AIM OF THE EXERCISE: Scan the listing for "HashMap" and copy out each line that has it.
┌──
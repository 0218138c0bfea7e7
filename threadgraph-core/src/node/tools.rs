use super::{Context, Node};
use crate::tool::ToolRegistry;
use crate::types::{ChatState, Message, NodeResult, ToolStatus};
use async_trait::async_trait;
use futures::future::join_all;
use serde_json::{json, Value};
use std::sync::Arc;
use tracing::{info, warn};

/// Tool execution phase: answers every pending tool call of the thread.
#[derive(Debug, Clone)]
pub struct ToolNode {
    name: String,
    registry: Arc<ToolRegistry>,
}

impl ToolNode {
    pub fn new(registry: Arc<ToolRegistry>) -> Self {
        Self {
            name: "tools".to_string(),
            registry,
        }
    }

    pub fn registry(&self) -> &ToolRegistry {
        &self.registry
    }
}

/// Text results are passed through, anything else as JSON.
fn render(value: Value) -> String {
    match value {
        Value::String(text) => text,
        other => other.to_string(),
    }
}

#[async_trait]
impl Node for ToolNode {
    async fn process(&self, ctx: &Context, state: &ChatState) -> NodeResult {
        let calls = state.pending_tool_calls();
        let results = join_all(calls.iter().map(|call| {
            info!(thread_id = %ctx.thread_id, tool = %call.name, call_id = %call.id, "invoking tool");
            self.registry.invoke(&call.name, call.args.clone())
        }))
        .await;

        Ok(calls
            .iter()
            .zip(results)
            .map(|(call, result)| match result {
                Ok(value) => Message::tool(&call.id, render(value), ToolStatus::Success),
                Err(e) => {
                    warn!(thread_id = %ctx.thread_id, tool = %call.name, error = %e, "tool failed");
                    Message::tool(
                        &call.id,
                        json!({ "error": e.to_string() }).to_string(),
                        ToolStatus::Error,
                    )
                }
            })
            .collect())
    }

    fn name(&self) -> &str {
        &self.name
    }
}
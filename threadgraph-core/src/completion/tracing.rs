use async_trait::async_trait;
use chrono::{DateTime, Utc};
use reqwest::Client;
use serde::Serialize;
use serde_json::Value;
use std::collections::HashMap;
use std::time::SystemTime;

pub const DEFAULT_LANGSMITH_ENDPOINT: &str = "https://api.smith.langchain.com";

#[derive(Debug)]
pub enum TracingError {
    HttpError(String),
    Other(String),
}

impl std::fmt::Display for TracingError {
    fn fmt(&self, f: &mut std::fmt::Formatter<'_>) -> std::fmt::Result {
        match self {
            TracingError::HttpError(msg) => write!(f, "Tracing HttpError: {}", msg),
            TracingError::Other(msg) => write!(f, "Tracing Other: {}", msg),
        }
    }
}

impl std::error::Error for TracingError {}

/// Receives one run per completion call.
#[async_trait]
pub trait TracingProvider: Send + Sync {
    #[allow(clippy::too_many_arguments)]
    async fn start_trace(
        &self,
        trace_id: &str,
        name: &str,
        trace_type: &str,
        inputs: &Value,
        parent_trace_id: Option<String>,
        start_time: Option<SystemTime>,
        metadata: &HashMap<String, String>,
    ) -> Result<(), TracingError>;

    async fn end_trace(
        &self,
        trace_id: &str,
        outputs: &Value,
        end_time: Option<SystemTime>,
    ) -> Result<(), TracingError>;
}

/// Posts runs to the LangSmith API.
pub struct LangSmithTracer {
    pub base_url: String,
    pub api_key: String,
    /// LangSmith project the runs are filed under
    pub project: Option<String>,
    pub http_client: Client,
}

impl LangSmithTracer {
    pub fn new(api_key: String) -> Self {
        Self {
            base_url: DEFAULT_LANGSMITH_ENDPOINT.to_string(),
            api_key,
            project: None,
            http_client: Client::new(),
        }
    }

    pub fn with_project(mut self, project: impl Into<String>) -> Self {
        self.project = Some(project.into());
        self
    }

    pub fn with_base_url(mut self, base_url: impl Into<String>) -> Self {
        self.base_url = base_url.into();
        self
    }
}

#[derive(Serialize)]
struct RunExtra<'a> {
    metadata: &'a HashMap<String, String>,
}

#[derive(Serialize)]
struct StartRunBody<'a> {
    id: &'a str,
    name: &'a str,
    #[serde(rename = "run_type")]
    trace_type: &'a str,
    inputs: &'a Value,
    start_time: String,
    #[serde(skip_serializing_if = "Option::is_none")]
    parent_run_id: Option<String>,
    #[serde(skip_serializing_if = "Option::is_none")]
    session_name: Option<&'a str>,
    extra: RunExtra<'a>,
}

#[derive(Serialize)]
struct EndRunBody<'a> {
    outputs: &'a Value,
    end_time: String,
}

fn format_time(time: Option<SystemTime>) -> String {
    DateTime::<Utc>::from(time.unwrap_or_else(SystemTime::now))
        .to_rfc3339_opts(chrono::SecondsFormat::Millis, true)
}

async fn check_response(resp: reqwest::Response, action: &str) -> Result<(), TracingError> {
    if resp.status().is_success() {
        return Ok(());
    }
    let status = resp.status();
    let text = resp
        .text()
        .await
        .unwrap_or_else(|_| "No response body".to_string());
    Err(TracingError::HttpError(format!(
        "{} failed: HTTP {} - {}",
        action, status, text
    )))
}

#[async_trait]
impl TracingProvider for LangSmithTracer {
    async fn start_trace(
        &self,
        trace_id: &str,
        name: &str,
        trace_type: &str,
        inputs: &Value,
        parent_trace_id: Option<String>,
        start_time: Option<SystemTime>,
        metadata: &HashMap<String, String>,
    ) -> Result<(), TracingError> {
        let body = StartRunBody {
            id: trace_id,
            name,
            trace_type,
            inputs,
            start_time: format_time(start_time),
            parent_run_id: parent_trace_id,
            session_name: self.project.as_deref(),
            extra: RunExtra { metadata },
        };

        let resp = self
            .http_client
            .post(format!("{}/runs", self.base_url))
            .header("x-api-key", &self.api_key)
            .json(&body)
            .send()
            .await
            .map_err(|err| TracingError::HttpError(err.to_string()))?;

        check_response(resp, "start_trace").await
    }

    async fn end_trace(
        &self,
        trace_id: &str,
        outputs: &Value,
        end_time: Option<SystemTime>,
    ) -> Result<(), TracingError> {
        let body = EndRunBody {
            outputs,
            end_time: format_time(end_time),
        };

        let resp = self
            .http_client
            .patch(format!("{}/runs/{}", self.base_url, trace_id))
            .header("x-api-key", &self.api_key)
            .json(&body)
            .send()
            .await
            .map_err(|err| TracingError::HttpError(err.to_string()))?;

        check_response(resp, "end_trace").await
    }
}
mod core;
mod directory;
mod phase;
mod stream;

pub use self::core::{ExecutorConfig, TurnExecutor, DEFAULT_RECURSION_LIMIT};
pub use directory::ThreadDirectory;
pub use phase::{tools_condition, Phase};
pub use stream::{TurnEvent, TurnStream};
└──
REPLY TO THE EXERCISE:
use std::collections::HashMap;
        metadata: &HashMap<String, String>,
    metadata: &'a HashMap<String, String>,
        metadata: &HashMap<String, String>,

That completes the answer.